As we left the ground handlers behind on this failed attempt to land, a new problem suddenly became evident. The port engine and prop set for flight speed had pulled us toward the corner of the mat where Hangar 1 and base buildings met. It became immediately clear to Lt. Moore that he was going to have to take off on one engine while maneuvering around Hangar 1, over the base main street and above base houses across the street! Our airship was at least 800 pounds heavy, and there was no electrical power to start the starboard engine. These conditions were now the immediate serious problems facing Lt Moore! It was his job now to get all of us, and this wounded flying machine back up and flying.

Using the only thing he had to work with, he pushed the port engine throttle forward all the way to the over-speed stop bar, lifted it up over the stop bar, and shoved it all the way forward possible. The port engine RPM meter needle rapidly climbed into the RPM over-speed red zone and on to the end of meter dial. The engine still kept increasing in speed and roared like never before! It now was racing way beyond its allowable maximum RPM limit! Those 800+ stampeding horses, all on one side of the car, were pulling us sideways fast past Hangar 1 toward the base main street and base housing! We were gaining speed rapidly but not climbing enough to clear the houses. Lt Moore yelled back from the pilot's compartment to release the gasoline drop-tank from under the car. Ensign Garner was stationed in the aft fuel and ballast compartment and manually released #3 slip tank with several hundred gallons of gasoline in it. The heavy gas tank dropped from under the car and broke without igniting in front of Hangar 1.

With the airship considerably lighter, Lt. Moore pulled the pilot's yoke all the way back until a tail fin drug on the ground. We crossed low over the base main street and miraculously cleared the chaplain's house with the long bow lines dragging across the roof! Lt. Moore said, "That was a tad close!"

We Get Serious About Landing

We had been flying over 2 and a half hours as we circled the landing mat hopefully for the last time. Lt. Moore told our rigger, AM-2 Price, to figure out how to valve helium manually from the 2-foot wide helium valves in the main helium chamber over the car. The valves were designed to be electrically operated. They were never designed to be operated manually.

So Price with his tools, and a couple riggers aboard to get their monthly flight time, climbed above the car among the cables supporting the car to reach the huge helium valves. The riggers also had the problem of how they were going to breathe and not be suffocated by the helium. And there was even another problem. Normally when helium is valved out, air must be pumped into the ballonets to keep the pressure up inside the airship envelope to maintain the overall aerodynamic shape. (ballonets: special air chambers inside the helium chamber) Without electrical power, we could not pump air into the ballonets. That meant we would be losing our total airship envelope pressure and the airship would get "limp". That meant there would be no takeoff this time no matter what happened. And we might lose our riggers due to oxygen deprivation.

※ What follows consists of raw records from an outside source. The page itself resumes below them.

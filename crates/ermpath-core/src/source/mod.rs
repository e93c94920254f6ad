//! Source objects: plain columns, foreign-key paths and named sources.
//!
//! Raw JSON is parsed into [`SourceSpec`], named definitions are checked
//! for cycles once per table, and [`resolve`] expands indirection into a
//! flat hop list before the alias composer sees it.

mod definitions;
mod model;
mod resolve;


pub use definitions::{SEARCH_BOX, SourceDefinitions};
pub use model::{Aggregate, Direction, Hop, NamedSourceRef, PathRef, Source, SourceSpec, link};
pub use resolve::{ResolvedHop, ResolvedSource, resolve};
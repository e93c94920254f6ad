use crate::{
    encode,
    error::Error,
    facet::decode_facets,
    filter::{FilterNode, parse_filter_segment_at},
    location::{DUPLICATE_FACETS, Location},
    obs::{self, TraceEvent},
    reference::Interface,
    sort::{PageCursor, PageDirection, SortSpec, validate_paging},
};

pub(crate) const FACETS_PREFIX: &str = "*::facets::";

const CATALOG_MARKER: &str = "/catalog/";
const MODIFIER_MARKERS: [&str; 3] = ["@sort(", "@before(", "@after("];

impl Location {
    /// Parse a service URI (`<service>/catalog/<id>/<api>/<path>`) or a
    /// fragment (`...#<id>/<path>`). An empty input or empty fragment has
    /// no location and yields `Ok(None)`.
    pub fn parse(uri: &str) -> Result<Option<Self>, Error> {
        let (uri, query) = match uri.split_once('?') {
            Some((uri, query)) => (uri, Some(query)),
            None => (uri, None),
        };

        let (service, catalog, api, path) = if let Some((_, fragment)) = uri.split_once('#') {
            if fragment.is_empty() {
                return Ok(None);
            }
            let (catalog, path) = fragment.split_once('/').unwrap_or((fragment, ""));

            (None, catalog, Interface::Entity, path)
        } else if let Some(at) = uri.find(CATALOG_MARKER) {
            let rest = &uri[at + CATALOG_MARKER.len()..];
            let (catalog, rest) = rest.split_once('/').unwrap_or((rest, ""));
            let (head, tail) = rest.split_once('/').unwrap_or((rest, ""));
            let (api, path) = match Interface::from_name(head) {
                Some(api) => (api, tail),
                None => (Interface::Entity, rest),
            };

            (Some(&uri[..at]), catalog, api, path)
        } else if uri.is_empty() {
            return Ok(None);
        } else {
            return Err(Error::malformed_uri(format!(
                "'{uri}' is neither a catalog URI nor a fragment."
            )));
        };

        let (catalog, snapshot) = match catalog.split_once('@') {
            Some((catalog, snapshot)) => (catalog, Some(snapshot)),
            None => (catalog, None),
        };

        let mut location = parse_path(catalog, path)?;
        location.service = service.map(ToString::to_string);
        location.snapshot = snapshot.map(ToString::to_string);
        location.api = api;
        location.query = query.map(ToString::to_string);

        location.record();

        Ok(Some(location))
    }

    /// Parse a location path (`[schema:]table[/filter][@sort(..)]...`) of
    /// `catalog`.
    pub fn from_path(catalog: &str, path: &str) -> Result<Self, Error> {
        let location = parse_path(catalog, path)?;
        location.record();

        Ok(location)
    }

    fn record(&self) {
        obs::record(TraceEvent::LocationParsed {
            catalog: self.catalog.clone(),
            table: self.table_name.clone(),
        });
    }
}

fn parse_path(catalog: &str, path: &str) -> Result<Location, Error> {
    if catalog.is_empty() {
        return Err(Error::malformed_uri("Catalog id is missing."));
    }

    let split = MODIFIER_MARKERS
        .iter()
        .filter_map(|marker| path.find(marker))
        .min()
        .unwrap_or(path.len());
    let (compact, modifiers) = path.split_at(split);
    let compact = compact.trim_end_matches('/');
    if compact.contains('@') {
        return Err(Error::malformed_uri(format!(
            "Invalid modifiers in '{path}'."
        )));
    }

    let mut segments = compact.split('/');
    let head = segments.next().unwrap_or_default();
    let (schema_name, table_name) = match head.split(':').collect::<Vec<_>>().as_slice() {
        [table] => (None, encode::decode(table)?),
        [schema, table] => (Some(encode::decode(schema)?), encode::decode(table)?),
        _ => return Err(start_with_table()),
    };
    if table_name.is_empty() {
        return Err(start_with_table());
    }

    let mut location = Location::new(catalog, schema_name.as_deref(), table_name);
    let mut filters = Vec::new();

    for segment in segments {
        if segment.is_empty() {
            return Err(Error::malformed_uri(format!(
                "Empty path segment in '{path}'."
            )));
        }

        if let Some(blob) = segment.strip_prefix(FACETS_PREFIX) {
            if location.facets.is_some() {
                return Err(Error::invalid_facet(DUPLICATE_FACETS, Some(path)));
            }
            location.facets = Some(decode_facets(blob, Some(path))?);
            location.facet_blob = Some(blob.to_string());
            continue;
        }

        if segment.starts_with('$') || segment.contains(")=(") {
            return Err(Error::malformed_uri(format!(
                "Join segment '{segment}' is not supported in a location path."
            )));
        }

        filters.push(parse_filter_segment_at(segment, path)?);
    }
    if !filters.is_empty() {
        location.filter = Some(FilterNode::and(filters));
    }

    let (sort, paging) = parse_modifiers(modifiers, path)?;
    location.sort = sort;
    location.paging = paging;

    Ok(location)
}

// `@sort(..)`, `@before(..)` and `@after(..)` in any order, each at most once.
fn parse_modifiers(modifiers: &str, path: &str) -> Result<(SortSpec, Option<PageCursor>), Error> {
    let mut sort: Option<SortSpec> = None;
    let mut before: Option<PageCursor> = None;
    let mut after: Option<PageCursor> = None;

    let mut rest = modifiers;
    while !rest.is_empty() {
        let parsed = rest
            .strip_prefix('@')
            .and_then(|body| body.split_once('('))
            .and_then(|(name, tail)| tail.split_once(')').map(|(inner, tail)| (name, inner, tail)));
        let Some((name, inner, tail)) = parsed else {
            return Err(Error::malformed_uri(format!(
                "Invalid modifiers '{modifiers}'."
            )));
        };

        let duplicate = match name {
            "sort" => sort
                .replace(SortSpec::parse(inner).map_err(|e| e.with_path(path, None))?)
                .is_some(),
            "before" => before
                .replace(
                    PageCursor::parse(PageDirection::Before, inner)
                        .map_err(|e| e.with_path(path, None))?,
                )
                .is_some(),
            "after" => after
                .replace(
                    PageCursor::parse(PageDirection::After, inner)
                        .map_err(|e| e.with_path(path, None))?,
                )
                .is_some(),
            other => {
                return Err(Error::malformed_uri(format!(
                    "Unknown modifier @{other}."
                )));
            }
        };
        if duplicate {
            return Err(Error::malformed_uri(format!(
                "Modifier @{name} is given more than once."
            )));
        }

        rest = tail;
    }

    let sort = sort.unwrap_or_default();
    validate_paging(&sort, before.as_ref(), after.as_ref())
        .map_err(|e| e.with_path(path, None))?;

    Ok((sort, before.or(after)))
}

fn start_with_table() -> Error {
    Error::malformed_uri("Given url must start with `schema:table`.")
}
use std::{collections::BTreeMap, fmt};
use thiserror::Error as ThisError;

///
/// SchemaError
///

#[derive(Debug, ThisError)]
pub enum SchemaError {
    #[error("table name '{table}' is ambiguous, found in schemas: {}", .schemas.join(", "))]
    AmbiguousTable { table: String, schemas: Vec<String> },

    #[error("column '{column}' not found in table '{table}'")]
    ColumnNotFound { table: String, column: String },

    #[error("foreign key '{constraint}' not found in catalog")]
    ConstraintNotFound { constraint: String },

    #[error("malformed introspection document: {0}")]
    Introspection(String),

    #[error("catalog failed validation:\n{0}")]
    Invalid(ErrorTree),

    #[error("table '{table}' not found{}", .schema.as_ref().map(|s| format!(" in schema '{s}'")).unwrap_or_default())]
    TableNotFound {
        schema: Option<String>,
        table: String,
    },
}

impl SchemaError {
    pub fn table_not_found(schema: Option<&str>, table: impl Into<String>) -> Self {
        Self::TableNotFound {
            schema: schema.map(ToString::to_string),
            table: table.into(),
        }
    }

    pub fn column_not_found(table: impl Into<String>, column: impl Into<String>) -> Self {
        Self::ColumnNotFound {
            table: table.into(),
            column: column.into(),
        }
    }

    pub fn introspection(message: impl Into<String>) -> Self {
        Self::Introspection(message.into())
    }
}

///
/// ErrorTree
///
/// Route-aware error accumulator. Validation passes add messages under the
/// route of the node they inspected and report every failure at once.
///

#[derive(Clone, Debug, Default, Eq, PartialEq)]
pub struct ErrorTree {
    messages: Vec<String>,
    children: BTreeMap<String, Self>,
}

impl ErrorTree {
    #[must_use]
    pub const fn new() -> Self {
        Self {
            messages: Vec::new(),
            children: BTreeMap::new(),
        }
    }

    pub fn add(&mut self, message: impl fmt::Display) {
        self.messages.push(message.to_string());
    }

    pub fn add_at(&mut self, route: impl Into<String>, message: impl fmt::Display) {
        self.children.entry(route.into()).or_default().add(message);
    }

    #[must_use]
    pub fn is_empty(&self) -> bool {
        self.messages.is_empty() && self.children.values().all(Self::is_empty)
    }

    /// Flatten into `route: message` lines, routes in lexical order.
    #[must_use]
    pub fn flatten(&self) -> Vec<String> {
        let mut out = Vec::new();
        self.flatten_into("", &mut out);

        out
    }

    fn flatten_into(&self, prefix: &str, out: &mut Vec<String>) {
        for message in &self.messages {
            if prefix.is_empty() {
                out.push(message.clone());
            } else {
                out.push(format!("{prefix}: {message}"));
            }
        }
        for (route, child) in &self.children {
            let route = if prefix.is_empty() {
                route.clone()
            } else {
                format!("{prefix}.{route}")
            };
            child.flatten_into(&route, out);
        }
    }

    pub fn result(self) -> Result<(), Self> {
        if self.is_empty() { Ok(()) } else { Err(self) }
    }
}

impl fmt::Display for ErrorTree {
    fn fmt(&self, f: &mut fmt::Formatter<'_>) -> fmt::Result {
        write!(f, "{}", self.flatten().join("\n"))
    }
}

/// Add a formatted message to an `ErrorTree`, optionally under a route.
#[macro_export]
macro_rules! err {
    ($errs:expr, @ $route:expr, $($arg:tt)*) => {
        $errs.add_at($route, format!($($arg)*))
    };
    ($errs:expr, $($arg:tt)*) => {
        $errs.add(format!($($arg)*))
    };
}

///
/// TESTS
///

#[cfg(test)]
mod tests {
    use super::*;

    #[test]
    fn error_tree_flattens_routes_in_lexical_order() {
        let mut errs = ErrorTree::new();
        err!(errs, @ "s:b", "second");
        err!(errs, @ "s:a", "first");
        err!(errs, "root");

        assert_eq!(
            errs.flatten(),
            vec![
                "root".to_string(),
                "s:a: first".to_string(),
                "s:b: second".to_string()
            ]
        );
    }

    #[test]
    fn empty_error_tree_is_ok() {
        assert!(ErrorTree::new().result().is_ok());
    }
}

As we started making our final approach, the riggers started manually valving helium out the huge valves. The trick was not to drop too fast and end up in the pine trees outside the base. The guess work on how much helium to release was up to Lt. Moore. He shouted instructions periodically to the riggers when to open and close the valves as he flew our giant wounded airship toward the landing mat for the last time, we hoped.

The lone engine was idling and laboring under the load of the huge 18 foot propeller in full flight pitch as we approached the mat slowly and dropping fast. We carved an erratic flight path in the sky as Lt. Moore struggled to fly our failing flying machine toward the waiting ground handlers. Now nearly all the squadron personnel including clerks and supply personnel were amassed on the landing mat. Along the landing mat were all types of red, yellow, and blue base emergency vehicles. It was unnaturally quiet with all radios off, the port engine idling, and everyone concentrating on Lt. Moore fighting the controls to keep our failing flying machine from dropping into the pines before reaching the mat.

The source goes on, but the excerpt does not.